Squatters are so firmly established in every Indian city their seemingly makeshift camps are as deceptive as birds' nests, as well camouflaged, as tightly woven, and just as complex; and these people have counterparts in every city in the world. As the Indian woman said to me, "What about the poor people in your country?" Well, yes. New Orleans is a vivid example of a place where the poor were either hidden or unapproachable. It seemed that until they were flushed out by the floodwaters of Hurricane Katrina no one knew they existed, nor knew what to do with them.

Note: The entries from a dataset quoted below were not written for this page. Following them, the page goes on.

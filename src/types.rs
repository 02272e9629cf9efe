//! Common types used throughout Solidafy Paginate
//!
//! This module contains shared type definitions, type aliases,
//! and the cursor key abstraction used by every query source.

use crate::error::{Error, Result};
use chrono::{DateTime, SecondsFormat, Utc};
use serde::{Deserialize, Serialize};
use std::fmt;
use std::str::FromStr;

// ============================================================================
// Type Aliases
// ============================================================================

/// JSON value type (re-exported from serde_json)
pub type JsonValue = serde_json::Value;

/// JSON object type
pub type JsonObject = serde_json::Map<String, JsonValue>;

// ============================================================================
// Sort Order
// ============================================================================

/// Direction in which a paginated sequence is ordered
#[derive(Debug, Clone, Copy, PartialEq, Eq, Hash, Default, Serialize, Deserialize)]
pub enum SortOrder {
    /// Smallest key first
    #[default]
    #[serde(rename = "asc", alias = "ascending")]
    Ascending,
    /// Largest key first
    #[serde(rename = "desc", alias = "descending")]
    Descending,
}

impl SortOrder {
    /// Check if this is ascending order
    pub fn is_ascending(self) -> bool {
        matches!(self, Self::Ascending)
    }

    /// The opposite direction
    #[must_use]
    pub fn reverse(self) -> Self {
        match self {
            Self::Ascending => Self::Descending,
            Self::Descending => Self::Ascending,
        }
    }

    /// SQL keyword for this direction
    pub fn sql_keyword(self) -> &'static str {
        match self {
            Self::Ascending => "ASC",
            Self::Descending => "DESC",
        }
    }
}

impl fmt::Display for SortOrder {
    fn fmt(&self, f: &mut fmt::Formatter<'_>) -> fmt::Result {
        match self {
            Self::Ascending => write!(f, "asc"),
            Self::Descending => write!(f, "desc"),
        }
    }
}

impl FromStr for SortOrder {
    type Err = Error;

    fn from_str(s: &str) -> Result<Self> {
        match s.trim().to_ascii_lowercase().as_str() {
            "asc" | "ascending" => Ok(Self::Ascending),
            "desc" | "descending" => Ok(Self::Descending),
            other => Err(Error::invalid_argument(
                "order",
                format!("expected 'asc' or 'desc', got '{other}'"),
            )),
        }
    }
}

// ============================================================================
// Key Values
// ============================================================================

/// Source-neutral representation of a cursor key
///
/// Query sources that push filters down to a store (e.g. DuckDB) bind this
/// value as a statement parameter; URL builders render it with `Display`.
#[derive(Debug, Clone, PartialEq, Eq, PartialOrd, Ord, Hash, Serialize)]
#[serde(untagged)]
pub enum KeyValue {
    /// Missing value
    Null,
    /// Signed integer
    Int(i64),
    /// Unsigned integer that does not fit in `i64`
    UInt(u64),
    /// Point in time
    Timestamp(DateTime<Utc>),
    /// Free-form text
    Text(String),
}

impl KeyValue {
    /// Parse a key from its textual form (query strings, CLI arguments)
    ///
    /// Integers win over timestamps, timestamps (RFC 3339) over plain text.
    /// Text keys such as `"007"` do not survive this; DuckDB sources bind
    /// `KeyValue::Text` against the column type instead.
    pub fn parse(text: &str) -> Self {
        let trimmed = text.trim();
        if let Ok(i) = trimmed.parse::<i64>() {
            return Self::Int(i);
        }
        if let Ok(u) = trimmed.parse::<u64>() {
            return Self::UInt(u);
        }
        if let Ok(ts) = DateTime::parse_from_rfc3339(trimmed) {
            return Self::Timestamp(ts.with_timezone(&Utc));
        }
        Self::Text(text.to_string())
    }

    /// Extract a key from a JSON value
    pub fn from_json(value: &JsonValue) -> Self {
        match value {
            JsonValue::Null => Self::Null,
            JsonValue::Number(n) => {
                if let Some(i) = n.as_i64() {
                    Self::Int(i)
                } else if let Some(u) = n.as_u64() {
                    Self::UInt(u)
                } else {
                    Self::Text(n.to_string())
                }
            }
            JsonValue::String(s) => Self::Text(s.clone()),
            other => Self::Text(other.to_string()),
        }
    }

    /// Check if this is the null key
    pub fn is_null(&self) -> bool {
        matches!(self, Self::Null)
    }
}

impl fmt::Display for KeyValue {
    fn fmt(&self, f: &mut fmt::Formatter<'_>) -> fmt::Result {
        match self {
            Self::Null => write!(f, "null"),
            Self::Int(i) => write!(f, "{i}"),
            Self::UInt(u) => write!(f, "{u}"),
            Self::Timestamp(ts) => write!(f, "{}", ts.to_rfc3339_opts(SecondsFormat::AutoSi, true)),
            Self::Text(s) => write!(f, "{s}"),
        }
    }
}

// ============================================================================
// Cursor Keys
// ============================================================================

/// A totally ordered value usable as a pagination cursor
///
/// The key is used in-process (sorting and filtering materialized items,
/// reading the next cursor off the last item) and, through [`KeyValue`],
/// by sources that push the cursor bound down to a store.
pub trait CursorKey: Ord + Clone + fmt::Debug + Send + Sync + 'static {
    /// Convert into the source-neutral representation
    fn to_key_value(&self) -> KeyValue;

    /// Convert back from the source-neutral representation
    fn from_key_value(value: KeyValue) -> Result<Self>;

    /// Parse a cursor received as text
    fn parse_cursor(text: &str) -> Result<Self> {
        Self::from_key_value(KeyValue::parse(text))
    }
}

macro_rules! impl_signed_cursor_key {
    ($($t:ty),*) => {$(
        impl CursorKey for $t {
            fn to_key_value(&self) -> KeyValue {
                KeyValue::Int(i64::from(*self))
            }

            fn from_key_value(value: KeyValue) -> Result<Self> {
                match value {
                    KeyValue::Int(i) => <$t>::try_from(i)
                        .map_err(|e| Error::invalid_cursor(i.to_string(), e.to_string())),
                    KeyValue::UInt(u) => <$t>::try_from(u)
                        .map_err(|e| Error::invalid_cursor(u.to_string(), e.to_string())),
                    KeyValue::Text(s) => s
                        .trim()
                        .parse::<$t>()
                        .map_err(|e| Error::invalid_cursor(s.as_str(), e.to_string())),
                    other => Err(Error::invalid_cursor(
                        other.to_string(),
                        concat!("expected ", stringify!($t)),
                    )),
                }
            }
        }
    )*};
}

macro_rules! impl_unsigned_cursor_key {
    ($($t:ty),*) => {$(
        impl CursorKey for $t {
            fn to_key_value(&self) -> KeyValue {
                match i64::try_from(*self) {
                    Ok(i) => KeyValue::Int(i),
                    Err(_) => KeyValue::UInt(u64::from(*self)),
                }
            }

            fn from_key_value(value: KeyValue) -> Result<Self> {
                match value {
                    KeyValue::Int(i) => <$t>::try_from(i)
                        .map_err(|e| Error::invalid_cursor(i.to_string(), e.to_string())),
                    KeyValue::UInt(u) => <$t>::try_from(u)
                        .map_err(|e| Error::invalid_cursor(u.to_string(), e.to_string())),
                    KeyValue::Text(s) => s
                        .trim()
                        .parse::<$t>()
                        .map_err(|e| Error::invalid_cursor(s.as_str(), e.to_string())),
                    other => Err(Error::invalid_cursor(
                        other.to_string(),
                        concat!("expected ", stringify!($t)),
                    )),
                }
            }
        }
    )*};
}

impl_signed_cursor_key!(i32, i64);
impl_unsigned_cursor_key!(u32, u64);

impl CursorKey for String {
    fn to_key_value(&self) -> KeyValue {
        KeyValue::Text(self.clone())
    }

    fn from_key_value(value: KeyValue) -> Result<Self> {
        match value {
            KeyValue::Null => Err(Error::invalid_cursor("null", "expected text")),
            KeyValue::Text(s) => Ok(s),
            other => Ok(other.to_string()),
        }
    }

    fn parse_cursor(text: &str) -> Result<Self> {
        Ok(text.to_string())
    }
}

impl CursorKey for DateTime<Utc> {
    fn to_key_value(&self) -> KeyValue {
        KeyValue::Timestamp(*self)
    }

    fn from_key_value(value: KeyValue) -> Result<Self> {
        match value {
            KeyValue::Timestamp(ts) => Ok(ts),
            KeyValue::Text(s) => DateTime::parse_from_rfc3339(s.trim())
                .map(|ts| ts.with_timezone(&Utc))
                .map_err(|e| Error::invalid_cursor(s.as_str(), e.to_string())),
            KeyValue::Int(secs) => DateTime::from_timestamp(secs, 0)
                .ok_or_else(|| Error::invalid_cursor(secs.to_string(), "timestamp out of range")),
            other => Err(Error::invalid_cursor(other.to_string(), "expected timestamp")),
        }
    }
}

impl CursorKey for KeyValue {
    fn to_key_value(&self) -> KeyValue {
        self.clone()
    }

    fn from_key_value(value: KeyValue) -> Result<Self> {
        Ok(value)
    }
}

#[cfg(test)]
mod tests {
    use super::*;
    use chrono::TimeZone;
    use test_case::test_case;

    #[test_case("asc", SortOrder::Ascending ; "short ascending")]
    #[test_case("Descending", SortOrder::Descending ; "long descending")]
    #[test_case(" DESC ", SortOrder::Descending ; "padded upper")]
    fn test_sort_order_from_str(input: &str, expected: SortOrder) {
        assert_eq!(input.parse::<SortOrder>().unwrap(), expected);
    }

    #[test]
    fn test_sort_order_rejects_unknown() {
        let err = "sideways".parse::<SortOrder>().unwrap_err();
        assert!(err.is_argument_error());
    }

    #[test]
    fn test_sort_order_serde() {
        let order: SortOrder = serde_json::from_str("\"descending\"").unwrap();
        assert_eq!(order, SortOrder::Descending);
        assert_eq!(serde_json::to_string(&SortOrder::Ascending).unwrap(), "\"asc\"");
        assert_eq!(SortOrder::Ascending.reverse(), SortOrder::Descending);
        assert_eq!(SortOrder::Descending.sql_keyword(), "DESC");
    }

    #[test]
    fn test_key_value_parse() {
        assert_eq!(KeyValue::parse("42"), KeyValue::Int(42));
        assert_eq!(KeyValue::parse("-7"), KeyValue::Int(-7));
        assert_eq!(
            KeyValue::parse("18446744073709551615"),
            KeyValue::UInt(u64::MAX)
        );
        assert_eq!(
            KeyValue::parse("2024-03-01T12:00:00Z"),
            KeyValue::Timestamp(Utc.with_ymd_and_hms(2024, 3, 1, 12, 0, 0).unwrap())
        );
        assert_eq!(KeyValue::parse("abc"), KeyValue::Text("abc".to_string()));
    }

    #[test]
    fn test_key_value_from_json() {
        assert_eq!(KeyValue::from_json(&serde_json::json!(7)), KeyValue::Int(7));
        assert_eq!(
            KeyValue::from_json(&serde_json::json!("x")),
            KeyValue::Text("x".to_string())
        );
        assert!(KeyValue::from_json(&JsonValue::Null).is_null());
    }

    #[test]
    fn test_key_value_display() {
        let ts = Utc.with_ymd_and_hms(2024, 3, 1, 12, 0, 0).unwrap();
        assert_eq!(KeyValue::Timestamp(ts).to_string(), "2024-03-01T12:00:00Z");
        assert_eq!(KeyValue::Int(10).to_string(), "10");
    }

    #[test]
    fn test_integer_cursor_keys() {
        assert_eq!(i32::parse_cursor("20").unwrap(), 20);
        assert_eq!(u64::parse_cursor("0").unwrap(), 0);
        assert_eq!(i64::from_key_value(KeyValue::Text(" 5 ".to_string())).unwrap(), 5);
        assert_eq!(u64::MAX.to_key_value(), KeyValue::UInt(u64::MAX));

        let err = i32::parse_cursor("abc").unwrap_err();
        assert!(matches!(err, Error::InvalidCursor { .. }));

        let err = u32::parse_cursor("-1").unwrap_err();
        assert!(matches!(err, Error::InvalidCursor { .. }));
    }

    #[test]
    fn test_string_cursor_keeps_text() {
        assert_eq!(String::parse_cursor("0042").unwrap(), "0042");
        assert_eq!(
            String::from_key_value(KeyValue::Int(3)).unwrap(),
            "3".to_string()
        );
    }

    #[test]
    fn test_timestamp_cursor_key() {
        let ts = Utc.with_ymd_and_hms(2023, 12, 31, 23, 59, 59).unwrap();
        let parsed = DateTime::<Utc>::parse_cursor(&ts.to_key_value().to_string()).unwrap();
        assert_eq!(parsed, ts);
    }
}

There is a depressing travel book to be written about the poor in America. The problem is, how to penetrate this world? The book is almost unwritable, except by someone who actually lives in such a place—though living in one slum does not license a person to live in or even visit another slum. The poor in America live in dangerous places; out of paranoia, or for protection, or because of neglect by the police or harassment by gangs, they have themselves mostly contrived this danger, to seal themselves off from authority, or from outsiders, anyone inquisitorial who would be regarded (with reason) as an enemy. I have never seen any community in India so hopeless or, in its way, so hermetic in its poverty, so blatant in its look of menace, so sad and unwelcoming, as East St. Louis, Illinois, the decaying town that lies across the Mississippi from flourishing St. Louis, Missouri. Yet I can imagine that many people from St. Louis proper would weep at the sight of Indian poverty. They dare not cross their own river to see the complacent decrepitude and misery on the other bank.
The Indian poor are accessible, conversational, often congenial and friendly, and generally unthreatening. No one can travel among the American poor the way I could travel among the Indian poor, asking intrusive questions. What's your name? How long have you lived here? Where do you work? How much money do you make?—the usual visitor's questions. I got answers, and even hospitality. In the same sort of area in the United States—the decaying sections of Jackson, Mississippi, the Roxbury neighborhood of Boston, the Anacostia district in Washington, D.C., and many other places—I would be threatened or robbed or sent away for daring to ask such things. What do you want here? It is an understandable response. But in India I was unexpectedly welcome in such places—the slums, the squatter camps, the stinking chawls, the reeking bustees.
"This is the biggest slum in Asia—it said so in the paper," a young man named Kartik said to me in the area of Mumbai called Dharavi. The name is practically a synonym for desperation: 520 acres in the depths of the city, 600,000 inhabitants and grim statistics, though the celebrated Dharavi factoid of "one public toilet for 800 people"—the vision of a very long line of people hopping with impatience—is misleading, since it was malodorously clear to me on my visit that many people in Dharavi regarded a public toilet as a superfluous novelty.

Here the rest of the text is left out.